━━━ Given data ━━━

// crates/promstore-core/src/runtime/mod.rs
// ============================================================================
// Module: Promstore Runtime
// Description: Catalog, provisioning, ingestion, and leadership engine.
// Purpose: Compose the core types and store traits into the running adapter.
// Dependencies: crate::{core, interfaces, telemetry}
// ============================================================================

//! ## Overview
//! Runtime components are synchronous and thread-safe; one instance of each
//! is shared by every request. Store access goes through the traits in
//! [`crate::interfaces`], so the same engine runs over the in-memory store,
//! `SQLite`, or Postgres.

pub mod adapter;
pub mod cache;
pub mod ingest;
pub mod leader;
pub mod permission;
pub mod provision;
pub mod query;
pub mod retry;
pub mod sanitize;
pub mod store;

pub use adapter::Adapter;
pub use adapter::AdapterConfig;
pub use adapter::AdapterError;
pub use cache::CacheStats;
pub use cache::CatalogCache;
pub use cache::CatalogCacheConfig;
pub use ingest::FailureKind;
pub use ingest::IngestConfig;
pub use ingest::IngestError;
pub use ingest::IngestFailure;
pub use ingest::IngestReport;
pub use ingest::Ingestor;
pub use ingest::MetricFailure;
pub use leader::ArbiterHandle;
pub use leader::DEFAULT_GROUP_ID;
pub use leader::LeaderArbiter;
pub use leader::LeaderConfig;
pub use leader::LeaderError;
pub use leader::LeaderState;
pub use permission::PermissionError;
pub use permission::PermissionVerifier;
pub use provision::ProvisionError;
pub use provision::Provisioner;
pub use provision::ProvisionerConfig;
pub use query::QueryError;
pub use query::QueryResolver;
pub use query::ResolvedMetric;
pub use retry::RetryError;
pub use retry::RetryPolicy;
pub use retry::Retryable;
pub use store::InMemoryStore;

━━━

▶ [Task prompt]: All lines of the entries above where "retry" turns up should be reported.

▶ [Expected answer]:
pub mod retry;
pub use retry::RetryError;
pub use retry::RetryPolicy;
pub use retry::Retryable;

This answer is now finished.